WHAT IS NEEDED »
Keep every line of the data below that has the string "still" and present those lines.

Stored data entries

^^^^^^^^

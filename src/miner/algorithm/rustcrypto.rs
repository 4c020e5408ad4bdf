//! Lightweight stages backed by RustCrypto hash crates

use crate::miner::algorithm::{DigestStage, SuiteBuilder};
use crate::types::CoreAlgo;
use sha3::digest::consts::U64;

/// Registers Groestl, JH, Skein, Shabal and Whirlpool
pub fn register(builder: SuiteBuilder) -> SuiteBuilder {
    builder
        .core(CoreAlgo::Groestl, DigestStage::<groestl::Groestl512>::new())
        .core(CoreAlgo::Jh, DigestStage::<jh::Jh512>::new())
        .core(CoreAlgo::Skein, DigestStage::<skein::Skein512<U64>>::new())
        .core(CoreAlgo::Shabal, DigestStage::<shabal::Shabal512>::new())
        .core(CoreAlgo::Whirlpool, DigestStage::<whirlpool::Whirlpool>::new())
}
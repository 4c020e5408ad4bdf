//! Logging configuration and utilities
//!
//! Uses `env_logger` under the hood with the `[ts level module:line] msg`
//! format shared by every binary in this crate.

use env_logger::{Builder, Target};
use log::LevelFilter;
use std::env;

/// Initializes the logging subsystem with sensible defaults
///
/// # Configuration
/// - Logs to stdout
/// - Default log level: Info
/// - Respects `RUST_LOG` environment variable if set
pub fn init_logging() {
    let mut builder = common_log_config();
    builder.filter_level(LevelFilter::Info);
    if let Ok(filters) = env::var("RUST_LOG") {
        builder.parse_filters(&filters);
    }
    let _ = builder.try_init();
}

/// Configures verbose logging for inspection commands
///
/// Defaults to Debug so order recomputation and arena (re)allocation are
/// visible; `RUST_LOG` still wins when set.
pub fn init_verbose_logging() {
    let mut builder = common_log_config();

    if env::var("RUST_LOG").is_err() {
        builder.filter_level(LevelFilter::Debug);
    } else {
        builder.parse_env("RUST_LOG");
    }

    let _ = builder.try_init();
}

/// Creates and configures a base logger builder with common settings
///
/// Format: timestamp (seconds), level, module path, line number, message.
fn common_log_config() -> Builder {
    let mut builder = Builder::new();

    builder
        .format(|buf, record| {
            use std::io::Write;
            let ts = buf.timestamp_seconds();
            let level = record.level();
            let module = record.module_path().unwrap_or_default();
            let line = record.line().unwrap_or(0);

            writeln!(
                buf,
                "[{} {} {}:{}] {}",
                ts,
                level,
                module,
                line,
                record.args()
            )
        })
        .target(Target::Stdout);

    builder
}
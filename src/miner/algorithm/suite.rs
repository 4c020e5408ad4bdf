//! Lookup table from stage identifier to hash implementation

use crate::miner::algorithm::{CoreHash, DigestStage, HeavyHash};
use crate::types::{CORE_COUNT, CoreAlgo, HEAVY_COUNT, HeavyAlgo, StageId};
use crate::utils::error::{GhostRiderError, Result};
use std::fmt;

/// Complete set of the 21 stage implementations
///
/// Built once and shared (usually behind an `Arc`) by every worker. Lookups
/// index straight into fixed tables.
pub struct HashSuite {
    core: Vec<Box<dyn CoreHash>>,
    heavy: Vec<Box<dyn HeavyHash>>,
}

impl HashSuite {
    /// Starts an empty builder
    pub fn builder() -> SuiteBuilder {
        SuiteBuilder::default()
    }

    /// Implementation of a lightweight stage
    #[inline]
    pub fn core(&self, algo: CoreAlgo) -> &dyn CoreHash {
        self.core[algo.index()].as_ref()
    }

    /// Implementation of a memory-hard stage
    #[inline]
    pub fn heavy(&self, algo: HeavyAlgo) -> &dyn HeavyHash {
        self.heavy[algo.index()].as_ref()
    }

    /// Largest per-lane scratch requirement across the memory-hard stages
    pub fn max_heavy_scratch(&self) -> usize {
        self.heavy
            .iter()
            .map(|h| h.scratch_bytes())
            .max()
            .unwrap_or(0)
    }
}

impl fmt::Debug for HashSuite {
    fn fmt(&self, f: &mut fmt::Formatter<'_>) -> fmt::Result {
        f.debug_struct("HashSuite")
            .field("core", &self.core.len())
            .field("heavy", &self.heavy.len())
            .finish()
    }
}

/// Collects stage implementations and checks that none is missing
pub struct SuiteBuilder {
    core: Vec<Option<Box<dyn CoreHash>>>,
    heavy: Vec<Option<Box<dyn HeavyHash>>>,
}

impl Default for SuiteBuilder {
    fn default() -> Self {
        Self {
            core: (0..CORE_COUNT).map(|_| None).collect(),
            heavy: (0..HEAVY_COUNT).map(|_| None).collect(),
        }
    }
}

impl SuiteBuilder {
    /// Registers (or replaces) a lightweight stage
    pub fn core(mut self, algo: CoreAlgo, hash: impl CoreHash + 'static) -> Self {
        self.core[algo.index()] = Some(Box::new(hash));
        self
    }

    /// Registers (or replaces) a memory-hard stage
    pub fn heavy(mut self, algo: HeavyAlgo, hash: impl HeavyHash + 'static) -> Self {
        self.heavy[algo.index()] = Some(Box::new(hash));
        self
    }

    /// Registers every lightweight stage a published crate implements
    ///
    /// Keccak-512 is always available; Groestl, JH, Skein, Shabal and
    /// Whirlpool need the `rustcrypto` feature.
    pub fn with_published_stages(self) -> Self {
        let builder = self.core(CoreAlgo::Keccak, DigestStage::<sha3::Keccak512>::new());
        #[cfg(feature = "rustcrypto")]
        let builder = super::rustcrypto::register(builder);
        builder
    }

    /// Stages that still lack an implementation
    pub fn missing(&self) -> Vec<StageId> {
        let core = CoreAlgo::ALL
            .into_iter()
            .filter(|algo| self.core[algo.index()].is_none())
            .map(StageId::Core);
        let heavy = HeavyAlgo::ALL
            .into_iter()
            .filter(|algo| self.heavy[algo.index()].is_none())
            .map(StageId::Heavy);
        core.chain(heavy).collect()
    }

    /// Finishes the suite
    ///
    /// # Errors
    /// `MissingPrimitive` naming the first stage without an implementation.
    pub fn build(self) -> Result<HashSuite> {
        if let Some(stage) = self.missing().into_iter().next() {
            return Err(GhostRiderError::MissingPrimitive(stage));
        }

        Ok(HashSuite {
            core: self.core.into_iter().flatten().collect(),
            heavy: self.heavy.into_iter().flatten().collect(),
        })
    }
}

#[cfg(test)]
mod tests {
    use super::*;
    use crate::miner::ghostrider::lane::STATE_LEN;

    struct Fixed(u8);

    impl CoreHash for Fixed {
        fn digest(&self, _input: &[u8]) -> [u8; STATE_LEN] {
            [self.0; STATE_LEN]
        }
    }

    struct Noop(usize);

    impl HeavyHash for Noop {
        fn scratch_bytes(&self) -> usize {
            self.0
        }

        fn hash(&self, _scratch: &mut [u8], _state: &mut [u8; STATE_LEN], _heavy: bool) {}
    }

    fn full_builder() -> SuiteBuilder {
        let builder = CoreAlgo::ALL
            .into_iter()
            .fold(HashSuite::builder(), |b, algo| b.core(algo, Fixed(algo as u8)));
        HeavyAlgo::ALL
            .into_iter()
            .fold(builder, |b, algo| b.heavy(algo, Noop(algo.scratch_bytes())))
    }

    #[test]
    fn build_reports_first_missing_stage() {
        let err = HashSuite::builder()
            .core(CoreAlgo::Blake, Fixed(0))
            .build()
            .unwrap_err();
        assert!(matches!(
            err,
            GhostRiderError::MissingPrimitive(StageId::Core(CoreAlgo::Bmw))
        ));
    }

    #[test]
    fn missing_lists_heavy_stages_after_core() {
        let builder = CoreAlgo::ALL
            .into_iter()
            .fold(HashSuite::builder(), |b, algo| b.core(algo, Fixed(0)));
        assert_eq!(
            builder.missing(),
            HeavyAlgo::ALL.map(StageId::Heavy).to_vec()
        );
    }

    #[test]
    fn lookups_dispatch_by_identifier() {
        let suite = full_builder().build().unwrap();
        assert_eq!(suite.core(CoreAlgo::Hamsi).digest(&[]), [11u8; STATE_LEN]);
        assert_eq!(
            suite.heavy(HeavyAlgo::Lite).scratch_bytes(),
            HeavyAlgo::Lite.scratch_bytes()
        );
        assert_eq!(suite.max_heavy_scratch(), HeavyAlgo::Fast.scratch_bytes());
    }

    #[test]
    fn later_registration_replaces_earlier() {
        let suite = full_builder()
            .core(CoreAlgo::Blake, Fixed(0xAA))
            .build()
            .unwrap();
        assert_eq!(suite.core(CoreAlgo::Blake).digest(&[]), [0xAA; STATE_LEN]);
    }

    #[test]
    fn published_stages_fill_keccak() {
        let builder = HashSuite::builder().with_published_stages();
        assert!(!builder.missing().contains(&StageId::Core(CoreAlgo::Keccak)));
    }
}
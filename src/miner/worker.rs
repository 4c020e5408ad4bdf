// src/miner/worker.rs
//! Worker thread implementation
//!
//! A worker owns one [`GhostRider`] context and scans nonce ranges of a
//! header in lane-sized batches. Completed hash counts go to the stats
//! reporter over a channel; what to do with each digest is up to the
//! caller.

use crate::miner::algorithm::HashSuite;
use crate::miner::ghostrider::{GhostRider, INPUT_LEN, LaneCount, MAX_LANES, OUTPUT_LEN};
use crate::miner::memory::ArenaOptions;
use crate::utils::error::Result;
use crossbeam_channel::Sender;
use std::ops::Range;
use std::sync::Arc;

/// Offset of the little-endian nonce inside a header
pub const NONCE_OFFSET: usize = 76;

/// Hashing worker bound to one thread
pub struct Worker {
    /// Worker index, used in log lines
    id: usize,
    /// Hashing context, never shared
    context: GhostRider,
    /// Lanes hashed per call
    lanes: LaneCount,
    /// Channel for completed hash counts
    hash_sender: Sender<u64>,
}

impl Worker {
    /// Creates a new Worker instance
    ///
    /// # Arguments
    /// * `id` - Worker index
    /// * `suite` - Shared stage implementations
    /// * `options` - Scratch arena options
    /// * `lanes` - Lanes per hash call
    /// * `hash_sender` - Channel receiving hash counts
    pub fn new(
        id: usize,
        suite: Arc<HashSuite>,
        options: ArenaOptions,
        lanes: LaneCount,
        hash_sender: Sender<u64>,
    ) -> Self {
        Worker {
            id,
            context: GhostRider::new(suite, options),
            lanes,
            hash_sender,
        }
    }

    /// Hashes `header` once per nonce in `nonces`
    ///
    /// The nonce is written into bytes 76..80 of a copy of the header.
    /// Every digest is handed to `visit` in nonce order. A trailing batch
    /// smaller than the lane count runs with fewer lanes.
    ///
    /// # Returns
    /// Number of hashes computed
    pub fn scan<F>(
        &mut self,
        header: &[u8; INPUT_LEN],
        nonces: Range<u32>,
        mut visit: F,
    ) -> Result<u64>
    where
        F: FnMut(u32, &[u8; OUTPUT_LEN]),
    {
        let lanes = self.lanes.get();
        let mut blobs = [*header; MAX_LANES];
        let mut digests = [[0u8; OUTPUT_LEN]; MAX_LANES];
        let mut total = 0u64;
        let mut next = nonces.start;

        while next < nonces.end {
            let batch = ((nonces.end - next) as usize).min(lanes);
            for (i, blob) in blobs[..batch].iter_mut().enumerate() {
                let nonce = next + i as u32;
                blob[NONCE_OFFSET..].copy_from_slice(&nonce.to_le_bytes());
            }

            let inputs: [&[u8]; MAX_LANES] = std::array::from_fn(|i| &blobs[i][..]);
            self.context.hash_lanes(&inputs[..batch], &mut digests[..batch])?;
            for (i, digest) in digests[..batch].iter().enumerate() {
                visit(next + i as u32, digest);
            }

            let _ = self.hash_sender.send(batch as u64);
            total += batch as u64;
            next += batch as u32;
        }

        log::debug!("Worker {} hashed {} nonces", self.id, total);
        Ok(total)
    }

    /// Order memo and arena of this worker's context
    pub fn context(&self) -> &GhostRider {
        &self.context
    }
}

^^^^^^^^

REPLY TO THE TASK »
/// visible; `RUST_LOG` still wins when set.
    /// Stages that still lack an implementation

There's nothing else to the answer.